视觉-语言模型理解人类意图的能力如何?一种对心理理论任务评估基准的开放性问题框架研究
How Well Can Vison-Language Models Understand Humans' Intention? An Open-ended Theory of Mind Question Evaluation Benchmark
摘要 Abstract
视觉-语言模型(VLMs)在视觉问答(VQA)任务中表现出强大的推理能力;然而,其在准确推断人类意图、信念及其他心理状态等心理理论(ToM)任务中的表现仍缺乏深入探索。本文提出了一种开放性问题框架,全面评估了不同规模的VLMs在多样化的ToM任务类别中的性能。我们构建并标注了一个包含30张图片的数据集,并在此数据集上评估了四个不同规模的VLMs的表现。实验结果显示,GPT-4模型在所有模型中表现最优,而较小规模的模型GPT-4o-mini则实现了可比的性能。此外,我们观察到VLMs在复杂场景(如欺凌或欺骗)中往往难以准确推断意图。同时,我们的研究还发现,尽管依赖错误的视觉线索,较小规模的模型有时仍能正确推断出意图。
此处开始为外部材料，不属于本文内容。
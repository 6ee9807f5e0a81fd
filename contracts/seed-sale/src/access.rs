use crate::classes::ClassManager;
use crate::types::{
    read_class_count, read_config, read_or_new_funder, read_state, write_funder, Error,
};
use soroban_sdk::{Address, Env, Symbol, Vec};

pub struct AccessManager;

impl AccessManager {
    /// Verify the stored admin authorized this call.
    pub fn require_admin(env: &Env) -> Result<Address, Error> {
        let config = read_config(env)?;
        config.admin.require_auth();
        Ok(config.admin)
    }

    /// Whitelist a contributor and assign them a class.
    pub fn whitelist(env: &Env, addr: Address, class_id: u32) -> Result<(), Error> {
        Self::require_admin(env)?;
        Self::check_whitelist_allowed(env)?;
        Self::whitelist_unchecked(env, addr, class_id)
    }

    /// Whitelist several contributors in one call. The two input
    /// sequences must have equal length; nothing is written otherwise.
    pub fn whitelist_batch(
        env: &Env,
        addrs: Vec<Address>,
        class_ids: Vec<u32>,
    ) -> Result<(), Error> {
        Self::require_admin(env)?;
        Self::check_whitelist_allowed(env)?;
        if addrs.len() != class_ids.len() {
            return Err(Error::ArraySizeMismatch);
        }
        for (addr, class_id) in addrs.iter().zip(class_ids.iter()) {
            Self::whitelist_unchecked(env, addr, class_id)?;
        }
        Ok(())
    }

    /// Clear a contributor's whitelist flag. Purchase history survives.
    pub fn unwhitelist(env: &Env, addr: Address) -> Result<(), Error> {
        Self::require_admin(env)?;
        let state = read_state(env)?;
        if state.closed {
            return Err(Error::ShouldNotBeClosed);
        }
        let mut funder = read_or_new_funder(env, &addr);
        funder.whitelisted = false;
        write_funder(env, &addr, &funder);

        env.events()
            .publish((Symbol::new(env, "unwhitelisted"),), addr);
        Ok(())
    }

    /// Assign an existing class to a contributor.
    pub fn set_class(env: &Env, addr: Address, class_id: u32) -> Result<(), Error> {
        Self::require_admin(env)?;
        let state = read_state(env)?;
        if state.closed {
            return Err(Error::ShouldNotBeClosed);
        }
        Self::assign_class(env, addr, class_id)
    }

    fn check_whitelist_allowed(env: &Env) -> Result<(), Error> {
        let config = read_config(env)?;
        if !config.permissioned {
            return Err(Error::WhitelistNotRequired);
        }
        let state = read_state(env)?;
        if state.closed {
            return Err(Error::ShouldNotBeClosed);
        }
        Ok(())
    }

    fn whitelist_unchecked(env: &Env, addr: Address, class_id: u32) -> Result<(), Error> {
        Self::assign_class(env, addr.clone(), class_id)?;
        let mut funder = read_or_new_funder(env, &addr);
        funder.whitelisted = true;
        write_funder(env, &addr, &funder);

        env.events()
            .publish((Symbol::new(env, "whitelisted"),), (addr, class_id));
        Ok(())
    }

    fn assign_class(env: &Env, addr: Address, class_id: u32) -> Result<(), Error> {
        if class_id >= read_class_count(env) {
            return Err(Error::InvalidClass);
        }
        let class = crate::types::read_class(env, class_id)?;
        if ClassManager::vesting_started(env, &class) {
            return Err(Error::VestingAlreadyStarted);
        }
        let mut funder = read_or_new_funder(env, &addr);
        funder.class_id = class_id;
        write_funder(env, &addr, &funder);
        Ok(())
    }
}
Vision Language Models (VLMs) have demonstrated strong reasoning capabilities in Visual Question Answering (VQA) tasks; However, their ability to perform Theory of Mind (ToM) tasks such as accurately inferring human intentions, beliefs, and other mental states remains underexplored. In this work, we propose an open-ended question framework to comprehensively evaluate VLMs' performance across diverse categories of ToM tasks. We curated and annotated a benchmark dataset composed of 30 images. We then assessed the performance of four VLMs of varying sizes on this dataset. Our experimental results show that the GPT-4 model outperformed all others, with only one smaller model, GPT-4o-mini, achieving comparable performance. Additionally, we observed that VLMs often struggle to accurately infer intentions in complex scenarios such as bullying or cheating. Moreover, our findings also reveal that smaller models can sometimes infer correct intentions despite relying on incorrect visual cues.